Documento entregue à ANS questiona critério de certificação de planos de saúde e alerta para aumento de casos em jovens
Entidades médicas apresentaram à Agência Nacional de Saúde Suplementar (ANS) um parecer defendendo a ampliação da mamografia de rastreamento para todas as mulheres entre 40 e 74 anos. O documento tenta modificar os critérios do novo programa de certificação de boas práticas no tratamento do câncer, lançado pela agência.
Atualmente, a proposta da ANS segue o protocolo do Ministério da Saúde e do Instituto Nacional do Câncer (Inca), que recomenda mamografias a cada dois anos apenas para mulheres de 50 a 69 anos. A restrição gerou protestos de entidades médicas, que alertam para o risco de exclusão de uma parcela significativa da população feminina.
Após a mobilização, a ANS abriu espaço para a apresentação de evidências científicas e recebeu o parecer na última semana de fevereiro.
Aumento de casos e diagnóstico precoce
O documento foi elaborado pelo Colégio Brasileiro de Radiologia e Diagnóstico por Imagem, Sociedade Brasileira de Mastologia e Federação Brasileira das Associações de Ginecologia e Obstetrícia. As entidades apontam que, em 2024, 22% das mulheres que morreram de câncer de mama no Brasil tinham menos de 50 anos e 34% tinham mais de 70.
Além disso, estudos indicam um aumento de casos entre mulheres jovens, cujos tumores costumam ser mais agressivos e com maior risco de metástase.
“No grupo do rastreamento, o tumor é detectado no estágio inicial e apresenta características biológicas menos agressivas, permitindo maior número de cirurgias conservadoras da mama. Essas pacientes também possuem menos indicação de quimioterapia, com menores efeitos colaterais do tratamento”, destaca o parecer.
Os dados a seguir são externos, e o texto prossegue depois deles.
//! Page fetch loop for one scope
//!
//! Fetch flow (strict order):
//! 1. Execute one page fetch with the last-seen continuation token
//! 2. Accumulate items and request charge
//! 3. Stop on an empty continuation token (scope drained)
//! 4. Stop once the caller's item budget is met, if one was given
//!
//! The plan's OFFSET/LIMIT are never applied here; only the caller's
//! max-item-count bounds the fetch. On error the whole partial result for
//! the scope, including its accrued charge, is discarded.

use serde_json::Value;

use crate::observability::Logger;
use crate::transport::{QueryParameter, QueryScope, Transport, TransportResult};

/// Internal page size used when the caller wants an unbounded fetch, to keep
/// single wire responses moderate.
pub const DEFAULT_PAGE_SIZE: usize = 100;

/// Everything one scope produced before its budget or its data ran out
#[derive(Debug, Clone, Default)]
pub struct RangeResult {
    /// Concatenation of all fetched pages, in server order
    pub items: Vec<Value>,
    /// Total request charge across the fetched pages
    pub request_charge: f64,
    /// Continuation token after the last fetched page; empty when the scope
    /// has no more data
    pub continuation: String,
}

impl RangeResult {
    /// Returns true if the scope has been fully drained
    pub fn is_drained(&self) -> bool {
        self.continuation.is_empty()
    }
}

/// Pager over a single query scope
pub struct PartitionPager<'a, T: Transport> {
    transport: &'a T,
    database: &'a str,
    collection: &'a str,
}

impl<'a, T: Transport> PartitionPager<'a, T> {
    /// Creates a pager for one collection
    pub fn new(transport: &'a T, database: &'a str, collection: &'a str) -> Self {
        Self {
            transport,
            database,
            collection,
        }
    }

    /// Fetches pages from `scope` starting at `continuation` until the scope
    /// is drained or `max_item_count` items have accumulated.
    ///
    /// A `max_item_count` of zero or negative means "fetch everything".
    pub fn drain(
        &self,
        query: &str,
        parameters: &[QueryParameter],
        scope: &QueryScope,
        continuation: &str,
        max_item_count: i32,
    ) -> TransportResult<RangeResult> {
        let page_size = if max_item_count > 0 {
            max_item_count as usize
        } else {
            DEFAULT_PAGE_SIZE
        };

        let mut items: Vec<Value> = Vec::new();
        let mut request_charge = 0.0;
        let mut token = continuation.to_string();

        loop {
            let page = self.transport.fetch_query_page(
                self.database,
                self.collection,
                query,
                parameters,
                scope,
                &token,
                page_size,
            )?;

            request_charge += page.request_charge;
            token = page.continuation.clone();

            Logger::trace(
                "PAGE_FETCHED",
                &[
                    ("scope", scope.as_str().to_string()),
                    ("items", page.count().to_string()),
                    ("last", page.is_last().to_string()),
                ],
            );

            items.extend(page.items);

            if token.is_empty() {
                break;
            }
            if max_item_count > 0 && items.len() >= max_item_count as usize {
                break;
            }
        }

        Ok(RangeResult {
            items,
            request_charge,
            continuation: token,
        })
    }
}
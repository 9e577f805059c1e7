//! Shared fixture gateway for integration tests
//!
//! A canned transport: a fixed plan, a fixed range catalog, and pages keyed
//! by (range id, continuation token). Pages are replayable, so one fixture
//! can serve repeated engine calls over the same data.

#![allow(dead_code)]

use std::cell::RefCell;
use std::collections::HashMap;

use serde_json::Value;

use lagoondb_query::plan::QueryPlan;
use lagoondb_query::transport::{
    PartitionKeyRange, QueryParameter, QueryScope, ResultPage, Transport, TransportResult,
};

pub struct FixtureGateway {
    plan: QueryPlan,
    ranges: Vec<PartitionKeyRange>,
    pages: HashMap<(String, String), ResultPage>,
    fetches: RefCell<usize>,
}

impl FixtureGateway {
    pub fn new(plan: QueryPlan, range_ids: &[&str]) -> Self {
        Self {
            plan,
            ranges: range_ids
                .iter()
                .map(|id| PartitionKeyRange::new(*id, "", "FF"))
                .collect(),
            pages: HashMap::new(),
            fetches: RefCell::new(0),
        }
    }

    /// Scripts one page: fetching `range` at `token` yields `items` and the
    /// `next` continuation token.
    pub fn with_page(
        mut self,
        range: &str,
        token: &str,
        items: Vec<Value>,
        charge: f64,
        next: &str,
    ) -> Self {
        self.pages.insert(
            (range.to_string(), token.to_string()),
            ResultPage::new(items, charge, next),
        );
        self
    }

    pub fn fetch_count(&self) -> usize {
        *self.fetches.borrow()
    }
}

impl Transport for FixtureGateway {
    fn fetch_partition_ranges(
        &self,
        _database: &str,
        _collection: &str,
    ) -> TransportResult<Vec<PartitionKeyRange>> {
        Ok(self.ranges.clone())
    }

    fn fetch_query_plan(
        &self,
        _database: &str,
        _collection: &str,
        _query: &str,
        _parameters: &[QueryParameter],
    ) -> TransportResult<QueryPlan> {
        Ok(self.plan.clone())
    }

    fn fetch_query_page(
        &self,
        _database: &str,
        _collection: &str,
        _query: &str,
        _parameters: &[QueryParameter],
        scope: &QueryScope,
        continuation: &str,
        _page_size_hint: usize,
    ) -> TransportResult<ResultPage> {
        *self.fetches.borrow_mut() += 1;
        // Pinned partition keys script pages under the key's JSON text
        let scope_key = match scope {
            QueryScope::PartitionRange(id) => id.clone(),
            QueryScope::PartitionKey(key) => key.to_string(),
            QueryScope::CrossPartition => "*".to_string(),
        };
        Ok(self
            .pages
            .get(&(scope_key, continuation.to_string()))
            .cloned()
            .unwrap_or_default())
    }
}
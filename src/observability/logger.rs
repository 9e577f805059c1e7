//! Structured JSON logger for the query engine
//!
//! One log line = one event, written synchronously with no buffering.
//! Lines are JSON objects with deterministic (sorted) key order, so repeated
//! runs over the same data produce byte-identical logs.

use std::fmt;
use std::io::{self, Write};

use serde_json::{Map, Value};

/// Log severity levels
#[derive(Debug, Clone, Copy, PartialEq, Eq, PartialOrd, Ord)]
pub enum Severity {
    /// Per-page and per-range detail
    Trace = 0,
    /// Normal query lifecycle
    Info = 1,
    /// Degraded but recoverable situations
    Warn = 2,
    /// Query failures
    Error = 3,
}

impl Severity {
    /// Returns the string representation
    pub fn as_str(&self) -> &'static str {
        match self {
            Severity::Trace => "TRACE",
            Severity::Info => "INFO",
            Severity::Warn => "WARN",
            Severity::Error => "ERROR",
        }
    }
}

impl fmt::Display for Severity {
    fn fmt(&self, f: &mut fmt::Formatter<'_>) -> fmt::Result {
        write!(f, "{}", self.as_str())
    }
}

/// Synchronous structured logger
pub struct Logger;

impl Logger {
    /// Log an event with the given severity and fields
    pub fn log(severity: Severity, event: &str, fields: &[(&str, String)]) {
        match severity {
            Severity::Error => Self::log_to_writer(severity, event, fields, &mut io::stderr()),
            _ => Self::log_to_writer(severity, event, fields, &mut io::stdout()),
        }
    }

    /// Log at TRACE level
    pub fn trace(event: &str, fields: &[(&str, String)]) {
        Self::log(Severity::Trace, event, fields);
    }

    /// Log at INFO level
    pub fn info(event: &str, fields: &[(&str, String)]) {
        Self::log(Severity::Info, event, fields);
    }

    /// Log at WARN level
    pub fn warn(event: &str, fields: &[(&str, String)]) {
        Self::log(Severity::Warn, event, fields);
    }

    /// Log at ERROR level
    pub fn error(event: &str, fields: &[(&str, String)]) {
        Self::log(Severity::Error, event, fields);
    }

    fn log_to_writer<W: Write>(
        severity: Severity,
        event: &str,
        fields: &[(&str, String)],
        writer: &mut W,
    ) {
        // serde_json maps are ordered, so key order is deterministic
        let mut line = Map::new();
        line.insert("event".into(), Value::String(event.to_string()));
        line.insert("severity".into(), Value::String(severity.as_str().into()));
        for (key, value) in fields {
            line.insert((*key).into(), Value::String(value.clone()));
        }

        let mut output = Value::Object(line).to_string();
        output.push('\n');

        // One write_all call, one line
        let _ = writer.write_all(output.as_bytes());
        let _ = writer.flush();
    }
}

/// Capture one log line to a string for testing
#[cfg(test)]
pub fn capture_log(severity: Severity, event: &str, fields: &[(&str, String)]) -> String {
    let mut buffer = Vec::new();
    Logger::log_to_writer(severity, event, fields, &mut buffer);
    String::from_utf8(buffer).unwrap()
}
As entidades também argumentam que o diagnóstico precoce reduz custos para o sistema de saúde, já que evita tratamentos caros em estágios avançados da doença.
Debate sobre efetividade
Por outro lado, especialistas do Instituto Nacional do Câncer (Inca) e do Ministério da Saúde contestam a ampliação da faixa etária de rastreamento. O diretor-geral do Inca, Roberto Gil, afirma que não há evidências científicas suficientes para comprovar que a realização de mamografias antes dos 50 anos reduza a mortalidade.
“Nossa questão não está baseada na incidência da doença abaixo dos 50 anos, mas nas fortes evidências de que o rastreamento antes dessa idade não tem sensibilidade adequada. Isso aumenta o risco de sobrediagnóstico e de intervenções desnecessárias, sobrecarregando o sistema de saúde”, afirmou Gil.
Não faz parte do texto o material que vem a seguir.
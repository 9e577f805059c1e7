//! Engine error types

use thiserror::Error;

use crate::merge::MergeError;
use crate::transport::TransportError;

/// Result type for engine operations
pub type QueryResult<T> = Result<T, QueryError>;

/// Anything that can abort a query execution.
///
/// The caller gets either a complete merged result for the given budget or
/// one of these; never a silently incomplete result.
#[derive(Debug, Error)]
pub enum QueryError {
    /// A wire call failed; the status code and body survive intact
    #[error(transparent)]
    Transport(#[from] TransportError),

    /// A fetched row violated the shape its plan promised
    #[error(transparent)]
    Merge(#[from] MergeError),
}
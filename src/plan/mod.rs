//! Gateway query plan
//!
//! For non-trivial queries the gateway returns a plan describing how the
//! client must execute them: whether the query text was rewritten, whether it
//! carries DISTINCT / GROUP BY / ORDER BY / OFFSET-LIMIT clauses, and the
//! aggregate kind behind each grouped alias. The plan is consumed as an
//! opaque, immutable input; malformed plan data is the transport's concern.

mod analyzer;
mod types;

pub use types::{AggregateKind, DistinctType, QueryPlan, SortOrder};
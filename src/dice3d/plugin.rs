//! App wiring
//!
//! `DieRollCorePlugin` holds the roll state machine and needs nothing but
//! the ECS, so it also runs headless under `MinimalPlugins`.
//! `DieRollerPlugin` adds physics, the scene, the camera and the UI on top;
//! it expects `MaterialUiPlugin` to be present for the control panel.

use bevy::prelude::*;
use bevy_rapier3d::prelude::*;

use crate::dice3d::controller::{RollController, RollRng};
use crate::dice3d::session::{configure_gravity, end_session, physics_timestep, EndSession};
use crate::dice3d::systems::*;
use crate::dice3d::types::*;
use crate::dice3d::world::ContactMaterials;

pub struct DieRollCorePlugin;

impl Plugin for DieRollCorePlugin {
    fn build(&self, app: &mut App) {
        app.add_message::<RollRequested>()
            .add_message::<RollCompleted>()
            .add_message::<ParamsChanged>()
            .add_message::<EndSession>()
            .init_resource::<DiceParams>()
            .init_resource::<RollController>()
            .init_resource::<RollRng>()
            .init_resource::<RollHistory>()
            .init_resource::<StatusMessage>()
            // Settle check first: it sees the velocities of the last physics
            // step, so a throw issued this frame is never judged before its
            // impulse has been applied.
            .add_systems(Update, (check_die_settled, handle_roll_requests).chain())
            .add_systems(Update, end_session);
    }
}

pub struct DieRollerPlugin;

impl Plugin for DieRollerPlugin {
    fn build(&self, app: &mut App) {
        app.add_plugins(DieRollCorePlugin)
            .add_plugins(RapierPhysicsPlugin::<NoUserData>::default())
            .insert_resource(physics_timestep())
            .init_resource::<ContactMaterials>()
            .init_resource::<GroundAppearance>()
            .init_resource::<ColorPickerState>()
            .add_systems(
                Startup,
                (setup, setup_ui, setup_color_wheel_texture, request_initial_roll),
            )
            .add_systems(Update, configure_gravity)
            .add_systems(
                Update,
                (
                    handle_pointer_input,
                    handle_keyboard_input,
                    handle_roll_button,
                )
                    .before(handle_roll_requests),
            )
            .add_systems(
                Update,
                (
                    handle_color_swatch_clicks,
                    spawn_color_picker_ui,
                    handle_color_picker_interactions,
                    update_color_picker_preview,
                )
                    .chain(),
            )
            .add_systems(
                Update,
                (
                    apply_ground_appearance
                        .after(handle_param_sliders)
                        .after(handle_color_picker_interactions),
                    handle_param_sliders,
                    follow_die,
                    handle_window_resize,
                ),
            )
            .add_systems(
                Update,
                (
                    sync_status_text,
                    sync_param_texts
                        .after(handle_param_sliders)
                        .after(handle_color_picker_interactions),
                    sync_history,
                )
                    .after(handle_roll_requests),
            );
    }
}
Segundo ele, a maior densidade mamária em mulheres mais jovens pode gerar falsos positivos, levando a exames invasivos ou até cirurgias desnecessárias.
Cobertura da mamografia no Brasil ainda é desafio
Independentemente da faixa etária de rastreamento, a cobertura da mamografia no Brasil ainda fica abaixo do ideal. A última Pesquisa Nacional de Saúde (PNS), realizada pelo IBGE em 2019, revelou que menos de 60% das mulheres de 50 a 69 anos haviam feito o exame dentro do período recomendado.
Para Gil, ampliar a faixa etária pode piorar esse cenário, dificultando o acesso das mulheres que já fazem parte do protocolo atual.
“Se eu estivesse tentando pular 2 metros e não conseguisse, eu treinaria para melhorar ou aumentaria o sarrafo para 2,50? O problema não é a faixa etária, mas garantir que quem já tem indicação consiga de fato realizar o exame”, afirmou.
Já as entidades médicas alertam que, se o protocolo do Inca for mantido como critério de certificação da ANS, os planos de saúde podem restringir a autorização para mamografias de rotina em mulheres fora da faixa etária oficial, mesmo que o exame seja garantido pelo rol obrigatório de coberturas da saúde suplementar.
Na rede privada, a taxa de detecção precoce é maior: 53% dos tumores são identificados por mamografias em pacientes assintomáticas, e 40,6% dos diagnósticos ocorrem ainda no estágio inicial, segundo o parecer.
ANS analisa contribuições e pode rever critérios
A ANS confirmou que recebeu o parecer das entidades no dia 26 de fevereiro e que analisará todas as contribuições recebidas na Consulta Pública 144, que recebeu mais de 60 mil sugestões.
“Neste momento, a proposta do Manual de Certificação de Boas Práticas em Atenção Oncológica passa por avaliação, sem previsão de conclusão”, informou a agência.
A versão final da Certificação Oncológica ainda será debatida em nova audiência pública antes de ser implementada.